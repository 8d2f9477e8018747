use crate::domain::account::{AccountId, Amount, Balance, LedgerAccount};
use crate::domain::ports::{Ledger, MechanismStore};
use crate::domain::splitter::SplitterMechanism;
use crate::domain::transfer::TransferBatch;
use crate::error::{Result, SplitterError, TransferFailure};
use async_trait::async_trait;
use rocksdb::{ColumnFamily, ColumnFamilyDescriptor, DB, Options, WriteBatch};
use std::collections::BTreeMap;
use std::path::Path;
use std::sync::Arc;
use tokio::sync::Mutex;

/// Column Family for storing ledger balances.
pub const CF_BALANCES: &str = "balances";
/// Column Family for storing the mechanism snapshot.
pub const CF_MECHANISM: &str = "mechanism";

const MECHANISM_KEY: &[u8] = b"splitter";

/// A persistent store implementation using RocksDB.
///
/// Serves as both the ledger and the mechanism store, using separate Column
/// Families. Transfer batches are committed through a single `WriteBatch`, so a
/// batch is either fully persisted or not at all.
///
/// This struct is thread-safe (`Clone` shares the underlying `Arc<DB>`).
#[derive(Clone)]
pub struct RocksDBStore {
    db: Arc<DB>,
    // Serializes read-modify-write cycles on balances.
    write_lock: Arc<Mutex<()>>,
}

impl RocksDBStore {
    /// Opens or creates a RocksDB instance at the specified path.
    ///
    /// Ensures that the required column families ("balances" and "mechanism") exist.
    ///
    /// # Arguments
    ///
    /// * `path` - The filesystem path where the database will be stored.
    pub fn open<P: AsRef<Path>>(path: P) -> Result<Self> {
        let mut opts = Options::default();
        opts.create_if_missing(true);
        opts.create_missing_column_families(true);

        let cf_balances = ColumnFamilyDescriptor::new(CF_BALANCES, Options::default());
        let cf_mechanism = ColumnFamilyDescriptor::new(CF_MECHANISM, Options::default());

        let db = DB::open_cf_descriptors(&opts, path, vec![cf_balances, cf_mechanism])?;

        Ok(Self {
            db: Arc::new(db),
            write_lock: Arc::new(Mutex::new(())),
        })
    }

    fn cf(&self, name: &str) -> Result<&ColumnFamily> {
        self.db.cf_handle(name).ok_or_else(|| {
            SplitterError::internal(std::io::Error::other(format!(
                "{} column family not found",
                name
            )))
        })
    }

    fn read_balance(&self, cf: &ColumnFamily, account: AccountId) -> Result<Balance> {
        match self.db.get_pinned_cf(cf, account.0.to_be_bytes())? {
            Some(bytes) => decode_balance(&bytes),
            None => Ok(Balance::ZERO),
        }
    }
}

fn decode_balance(bytes: &[u8]) -> Result<Balance> {
    let raw: [u8; 8] = bytes.try_into().map_err(|_| {
        SplitterError::internal(std::io::Error::new(
            std::io::ErrorKind::InvalidData,
            format!("Corrupt balance entry of {} bytes", bytes.len()),
        ))
    })?;
    Ok(Balance::new(u64::from_be_bytes(raw)))
}

fn decode_account(bytes: &[u8]) -> Result<AccountId> {
    let raw: [u8; 4] = bytes.try_into().map_err(|_| {
        SplitterError::internal(std::io::Error::new(
            std::io::ErrorKind::InvalidData,
            format!("Corrupt account key of {} bytes", bytes.len()),
        ))
    })?;
    Ok(AccountId(u32::from_be_bytes(raw)))
}

#[async_trait]
impl Ledger for RocksDBStore {
    async fn balance_of(&self, account: AccountId) -> Result<Balance> {
        let cf = self.cf(CF_BALANCES)?;
        self.read_balance(cf, account)
    }

    async fn mint(&self, account: AccountId, amount: Amount) -> Result<()> {
        if account.is_null() {
            return Err(TransferFailure::NullDestination.into());
        }
        let _guard = self.write_lock.lock().await;
        let cf = self.cf(CF_BALANCES)?;

        let credited = self
            .read_balance(cf, account)?
            .checked_add(amount)
            .ok_or(TransferFailure::BalanceOverflow(account))?;
        self.db
            .put_cf(cf, account.0.to_be_bytes(), credited.value().to_be_bytes())?;
        Ok(())
    }

    async fn apply(&self, batch: &TransferBatch) -> Result<()> {
        if batch.is_empty() {
            return Ok(());
        }
        let _guard = self.write_lock.lock().await;
        let cf = self.cf(CF_BALANCES)?;

        let mut scratch = BTreeMap::new();
        for account in batch.touched_accounts() {
            scratch.insert(account, self.read_balance(cf, account)?);
        }
        batch.apply_on(&mut scratch)?;

        let mut write = WriteBatch::default();
        for (account, balance) in scratch {
            write.put_cf(cf, account.0.to_be_bytes(), balance.value().to_be_bytes());
        }
        self.db.write(write)?;
        Ok(())
    }

    async fn accounts(&self) -> Result<Vec<LedgerAccount>> {
        let cf = self.cf(CF_BALANCES)?;

        let mut accounts = Vec::new();
        // Big-endian keys iterate in account order.
        let iter = self.db.iterator_cf(cf, rocksdb::IteratorMode::Start);
        for item in iter {
            let (key, value) = item?;
            accounts.push(LedgerAccount::new(
                decode_account(&key)?,
                decode_balance(&value)?,
            ));
        }

        Ok(accounts)
    }
}

#[async_trait]
impl MechanismStore for RocksDBStore {
    async fn load(&self) -> Result<Option<SplitterMechanism>> {
        let cf = self.cf(CF_MECHANISM)?;

        match self.db.get_cf(cf, MECHANISM_KEY)? {
            Some(bytes) => {
                let mechanism = serde_json::from_slice(&bytes).map_err(|e| {
                    SplitterError::internal(std::io::Error::new(
                        std::io::ErrorKind::InvalidData,
                        format!("Deserialization error: {}", e),
                    ))
                })?;
                Ok(Some(mechanism))
            }
            None => Ok(None),
        }
    }

    async fn save(&self, mechanism: &SplitterMechanism) -> Result<()> {
        let cf = self.cf(CF_MECHANISM)?;

        let value = serde_json::to_vec(mechanism).map_err(|e| {
            SplitterError::internal(std::io::Error::new(
                std::io::ErrorKind::InvalidData,
                format!("Serialization error: {}", e),
            ))
        })?;
        self.db.put_cf(cf, MECHANISM_KEY, value)?;

        Ok(())
    }
}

Aim of the task :: In full and word for word, set down the records shown above.

Answer ::
repository 8d2f9477e8018747
use crate::domain::account::{AccountId, Amount, Balance, LedgerAccount};
use crate::domain::ports::{Ledger, MechanismStore};
use crate::domain::splitter::SplitterMechanism;
use crate::domain::transfer::TransferBatch;
use crate::error::{Result, SplitterError, TransferFailure};
use async_trait::async_trait;
use rocksdb::{ColumnFamily, ColumnFamilyDescriptor, DB, Options, WriteBatch};
use std::collections::BTreeMap;
use std::path::Path;
use std::sync::Arc;
use tokio::sync::Mutex;

/// Column Family for storing ledger balances.
pub const CF_BALANCES: &str = "balances";
/// Column Family for storing the mechanism snapshot.
pub const CF_MECHANISM: &str = "mechanism";

const MECHANISM_KEY: &[u8] = b"splitter";

/// A persistent store implementation using RocksDB.
///
/// Serves as both the ledger and the mechanism store, using separate Column
/// Families. Transfer batches are committed through a single `WriteBatch`, so a
/// batch is either fully persisted or not at all.
///
/// This struct is thread-safe (`Clone` shares the underlying `Arc<DB>`).
#[derive(Clone)]
pub struct RocksDBStore {
    db: Arc<DB>,
    // Serializes read-modify-write cycles on balances.
    write_lock: Arc<Mutex<()>>,
}

impl RocksDBStore {
    /// Opens or creates a RocksDB instance at the specified path.
    ///
    /// Ensures that the required column families ("balances" and "mechanism") exist.
    ///
    /// # Arguments
    ///
    /// * `path` - The filesystem path where the database will be stored.
    pub fn open<P: AsRef<Path>>(path: P) -> Result<Self> {
        let mut opts = Options::default();
        opts.create_if_missing(true);
        opts.create_missing_column_families(true);

        let cf_balances = ColumnFamilyDescriptor::new(CF_BALANCES, Options::default());
        let cf_mechanism = ColumnFamilyDescriptor::new(CF_MECHANISM, Options::default());

        let db = DB::open_cf_descriptors(&opts, path, vec![cf_balances, cf_mechanism])?;

        Ok(Self {
            db: Arc::new(db),
            write_lock: Arc::new(Mutex::new(())),
        })
    }

    fn cf(&self, name: &str) -> Result<&ColumnFamily> {
        self.db.cf_handle(name).ok_or_else(|| {
            SplitterError::internal(std::io::Error::other(format!(
                "{} column family not found",
                name
            )))
        })
    }

    fn read_balance(&self, cf: &ColumnFamily, account: AccountId) -> Result<Balance> {
        match self.db.get_pinned_cf(cf, account.0.to_be_bytes())? {
            Some(bytes) => decode_balance(&bytes),
            None => Ok(Balance::ZERO),
        }
    }
}

fn decode_balance(bytes: &[u8]) -> Result<Balance> {
    let raw: [u8; 8] = bytes.try_into().map_err(|_| {
        SplitterError::internal(std::io::Error::new(
            std::io::ErrorKind::InvalidData,
            format!("Corrupt balance entry of {} bytes", bytes.len()),
        ))
    })?;
    Ok(Balance::new(u64::from_be_bytes(raw)))
}

fn decode_account(bytes: &[u8]) -> Result<AccountId> {
    let raw: [u8; 4] = bytes.try_into().map_err(|_| {
        SplitterError::internal(std::io::Error::new(
            std::io::ErrorKind::InvalidData,
            format!("Corrupt account key of {} bytes", bytes.len()),
        ))
    })?;
    Ok(AccountId(u32::from_be_bytes(raw)))
}

#[async_trait]
impl Ledger for RocksDBStore {
    async fn balance_of(&self, account: AccountId) -> Result<Balance> {
        let cf = self.cf(CF_BALANCES)?;
        self.read_balance(cf, account)
    }

    async fn mint(&self, account: AccountId, amount: Amount) -> Result<()> {
        if account.is_null() {
            return Err(TransferFailure::NullDestination.into());
        }
        let _guard = self.write_lock.lock().await;
        let cf = self.cf(CF_BALANCES)?;

        let credited = self
            .read_balance(cf, account)?
            .checked_add(amount)
            .ok_or(TransferFailure::BalanceOverflow(account))?;
        self.db
            .put_cf(cf, account.0.to_be_bytes(), credited.value().to_be_bytes())?;
        Ok(())
    }

    async fn apply(&self, batch: &TransferBatch) -> Result<()> {
        if batch.is_empty() {
            return Ok(());
        }
        let _guard = self.write_lock.lock().await;
        let cf = self.cf(CF_BALANCES)?;

        let mut scratch = BTreeMap::new();
        for account in batch.touched_accounts() {
            scratch.insert(account, self.read_balance(cf, account)?);
        }
        batch.apply_on(&mut scratch)?;

        let mut write = WriteBatch::default();
        for (account, balance) in scratch {
            write.put_cf(cf, account.0.to_be_bytes(), balance.value().to_be_bytes());
        }
        self.db.write(write)?;
        Ok(())
    }

    async fn accounts(&self) -> Result<Vec<LedgerAccount>> {
        let cf = self.cf(CF_BALANCES)?;

        let mut accounts = Vec::new();
        // Big-endian keys iterate in account order.
        let iter = self.db.iterator_cf(cf, rocksdb::IteratorMode::Start);
        for item in iter {
            let (key, value) = item?;
            accounts.push(LedgerAccount::new(
                decode_account(&key)?,
                decode_balance(&value)?,
            ));
        }

        Ok(accounts)
    }
}

#[async_trait]
impl MechanismStore for RocksDBStore {
    async fn load(&self) -> Result<Option<SplitterMechanism>> {
        let cf = self.cf(CF_MECHANISM)?;

        match self.db.get_cf(cf, MECHANISM_KEY)? {
            Some(bytes) => {
                let mechanism = serde_json::from_slice(&bytes).map_err(|e| {
                    SplitterError::internal(std::io::Error::new(
                        std::io::ErrorKind::InvalidData,
                        format!("Deserialization error: {}", e),
                    ))
                })?;
                Ok(Some(mechanism))
            }
            None => Ok(None),
        }
    }

    async fn save(&self, mechanism: &SplitterMechanism) -> Result<()> {
        let cf = self.cf(CF_MECHANISM)?;

        let value = serde_json::to_vec(mechanism).map_err(|e| {
            SplitterError::internal(std::io::Error::new(
                std::io::ErrorKind::InvalidData,
                format!("Serialization error: {}", e),
            ))
        })?;
        self.db.put_cf(cf, MECHANISM_KEY, value)?;

        Ok(())
    }
}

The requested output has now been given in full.